* _Exercise requirements_: Filter the records below for the word "Costs". Keep each line that has it.

Data extracted from a collection
++++++++

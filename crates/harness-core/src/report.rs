//! Post-confirmation report of what a transaction cost and what is left.
//!
//! The reporter locates the wallet's most recent transaction with the
//! [`TransactionScanner`], prices it from its receipt and reads the wallet's
//! balance. Sinks decide where the resulting [`TransactionReport`] goes.

use crate::monitoring::TransactionScanner;
use crate::HarnessError;
use harness_account::WalletService;
use harness_chain::ChainReader;
use harness_types::{
	format_units, Address, MatchMode, TransactionHash, TransactionReceipt, TransactionRecord, U256,
	NATIVE_DECIMALS,
};
use serde::Serialize;
use std::fmt;
use std::sync::Arc;
use std::time::Duration;

/// Cost and balance summary for one located transaction.
#[derive(Debug, Clone, PartialEq, Eq, Serialize)]
pub struct TransactionReport {
	pub sender: Address,
	pub tx_hash: TransactionHash,
	pub explorer_url: String,
	/// Value plus fees, in wei.
	pub cost_wei: U256,
	pub balance_wei: U256,
	pub token: String,
	pub network: String,
}

impl TransactionReport {
	/// Cost in whole native tokens.
	pub fn cost(&self) -> String {
		format_units(self.cost_wei, NATIVE_DECIMALS)
	}

	/// Balance in whole native tokens.
	pub fn balance(&self) -> String {
		format_units(self.balance_wei, NATIVE_DECIMALS)
	}
}

impl fmt::Display for TransactionReport {
	fn fmt(&self, f: &mut fmt::Formatter<'_>) -> fmt::Result {
		writeln!(f, "From: {}", self.sender)?;
		writeln!(f, "Transaction: {}", self.explorer_url)?;
		writeln!(f, "Costs: {} {}", self.cost(), self.token)?;
		writeln!(f, "Balance: {} {}", self.balance(), self.token)?;
		write!(f, "Network: {}", self.network)
	}
}

/// Total spent by `record`: its value plus the fee.
///
/// The fee is `gas_used * effective_gas_price` when a receipt is available.
/// Without one it falls back to the gas limit times the declared gas price,
/// which is an upper bound.
pub fn transaction_cost(record: &TransactionRecord, receipt: Option<&TransactionReceipt>) -> U256 {
	let declared_price = record.gas_price.unwrap_or_default();
	let fee = match receipt {
		Some(receipt) => {
			let price = receipt.effective_gas_price.unwrap_or(declared_price);
			U256::from(receipt.gas_used) * U256::from(price)
		}
		None => U256::from(record.gas) * U256::from(declared_price),
	};
	record.value.saturating_add(fee)
}

/// Builds [`TransactionReport`]s for a wallet.
pub struct TransactionReporter {
	wallet: Arc<WalletService>,
	chain: Arc<dyn ChainReader>,
	scanner: TransactionScanner,
	scan_timeout: Duration,
}

impl TransactionReporter {
	pub fn new(
		wallet: Arc<WalletService>,
		chain: Arc<dyn ChainReader>,
		scan_timeout: Duration,
		match_mode: MatchMode,
	) -> Self {
		let scanner = TransactionScanner::new(chain.clone()).with_match_mode(match_mode);
		Self {
			wallet,
			chain,
			scanner,
			scan_timeout,
		}
	}

	/// Locates the wallet's last transaction and summarizes it.
	///
	/// Returns `Ok(None)` when the wallet has no transaction on the chain.
	pub async fn build(&self) -> Result<Option<TransactionReport>, HarnessError> {
		let sender = self.wallet.address();
		let Some(record) = self
			.scanner
			.find_last_transaction_from(&sender, self.scan_timeout)
			.await?
		else {
			tracing::info!(address = %sender, "No transaction to report");
			return Ok(None);
		};

		let receipt = self.chain.get_receipt(&record.hash).await?;
		if receipt.is_none() {
			tracing::debug!(tx_hash = %record.hash.short(), "No receipt, pricing from gas limit");
		}
		let balance_wei = self.chain.get_balance(&sender).await?;

		let network = self.wallet.network();
		Ok(Some(TransactionReport {
			sender,
			tx_hash: record.hash,
			explorer_url: network.explorer_tx_url(&record.hash),
			cost_wei: transaction_cost(&record, receipt.as_ref()),
			balance_wei,
			token: network.token.clone(),
			network: network.label().to_string(),
		}))
	}
}

/// Destination for transaction reports.
pub trait ReportSink: Send + Sync {
	fn emit(&self, report: &TransactionReport);
}

/// Emits reports as structured log events.
#[derive(Debug, Default, Clone, Copy)]
pub struct TracingSink;

impl ReportSink for TracingSink {
	fn emit(&self, report: &TransactionReport) {
		tracing::info!(
			sender = %report.sender,
			tx_hash = %report.tx_hash.short(),
			explorer_url = %report.explorer_url,
			cost = %report.cost(),
			balance = %report.balance(),
			token = %report.token,
			network = %report.network,
			"Transaction report"
		);
	}
}

/// Prints reports to stdout as a readable block.
#[derive(Debug, Default, Clone, Copy)]
pub struct ConsoleSink;

impl ReportSink for ConsoleSink {
	fn emit(&self, report: &TransactionReport) {
		println!();
		println!("{}", report);
	}
}

#[cfg(test)]
mod tests {
	use super::*;
	use crate::test_support::{addr, hash, receipt, tx, wallet, MockChain, ALICE, BOB};

	fn record(n: u8) -> TransactionRecord {
		TransactionRecord::from_json(&tx(n, ALICE, BOB)).unwrap()
	}

	#[test]
	fn test_cost_from_receipt() {
		// 0.01 ETH value + 21000 gas at 10 gwei
		let cost = transaction_cost(&record(1), Some(&receipt(1, true)));
		assert_eq!(format_units(cost, NATIVE_DECIMALS), "0.01021");
	}

	#[test]
	fn test_cost_without_receipt_uses_gas_limit() {
		// 0.01 ETH value + 21000 gas at 30 gwei
		let cost = transaction_cost(&record(1), None);
		assert_eq!(format_units(cost, NATIVE_DECIMALS), "0.01063");
	}

	#[test]
	fn test_cost_receipt_without_effective_price() {
		let mut r = receipt(1, true);
		r.effective_gas_price = None;
		let cost = transaction_cost(&record(1), Some(&r));
		assert_eq!(format_units(cost, NATIVE_DECIMALS), "0.01063");
	}

	#[test]
	fn test_display_lists_every_line() {
		let report = TransactionReport {
			sender: addr(ALICE),
			tx_hash: hash(1),
			explorer_url: "https://explorer.test/tx/0x01".into(),
			cost_wei: U256::from(1_000_000_000_000_000u64),
			balance_wei: U256::from(2_500_000_000_000_000_000u128),
			token: "ETH".into(),
			network: "Test Network".into(),
		};

		let text = report.to_string();
		let lines: Vec<&str> = text.lines().collect();
		assert_eq!(lines.len(), 5);
		assert!(lines[0].starts_with("From: 0x"));
		assert_eq!(lines[1], "Transaction: https://explorer.test/tx/0x01");
		assert_eq!(lines[2], "Costs: 0.001 ETH");
		assert_eq!(lines[3], "Balance: 2.5 ETH");
		assert_eq!(lines[4], "Network: Test Network");
	}

	#[tokio::test]
	async fn test_build_report() {
		let chain = Arc::new(
			MockChain::new(vec![vec![tx(1, BOB, ALICE)], vec![tx(2, ALICE, BOB)]])
				.with_receipt(receipt(2, true))
				.with_balance(U256::from(3_000_000_000_000_000_000u128)),
		);
		let reporter =
			TransactionReporter::new(wallet(None), chain, Duration::from_secs(5), MatchMode::Sender);

		let report = reporter.build().await.unwrap().unwrap();
		assert_eq!(report.sender, addr(ALICE));
		assert_eq!(report.tx_hash, hash(2));
		assert_eq!(report.explorer_url, format!("https://explorer.test/tx/{}", hash(2).to_hex()));
		assert_eq!(report.cost(), "0.01021");
		assert_eq!(report.balance(), "3");
		assert_eq!(report.token, "ETH");
		assert_eq!(report.network, "Test Network");
	}

	#[tokio::test]
	async fn test_build_without_history() {
		let chain = Arc::new(MockChain::new(vec![vec![tx(1, BOB, BOB)]]));
		let reporter =
			TransactionReporter::new(wallet(None), chain, Duration::from_secs(5), MatchMode::Sender);

		assert!(reporter.build().await.unwrap().is_none());
	}

	#[tokio::test(start_paused = true)]
	async fn test_build_surfaces_scan_timeout() {
		let chain = Arc::new(
			MockChain::new(vec![vec![tx(1, ALICE, BOB)], vec![], vec![]])
				.with_latency(Duration::from_secs(2)),
		);
		let reporter =
			TransactionReporter::new(wallet(None), chain, Duration::from_secs(1), MatchMode::Sender);

		let err = reporter.build().await.unwrap_err();
		assert!(matches!(err, HarnessError::ScanTimeout { .. }));
	}
}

++++++++

* _Solved exercise_:
		writeln!(f, "Costs: {} {}", self.cost(), self.token)?;
		assert_eq!(lines[2], "Costs: 0.001 ETH");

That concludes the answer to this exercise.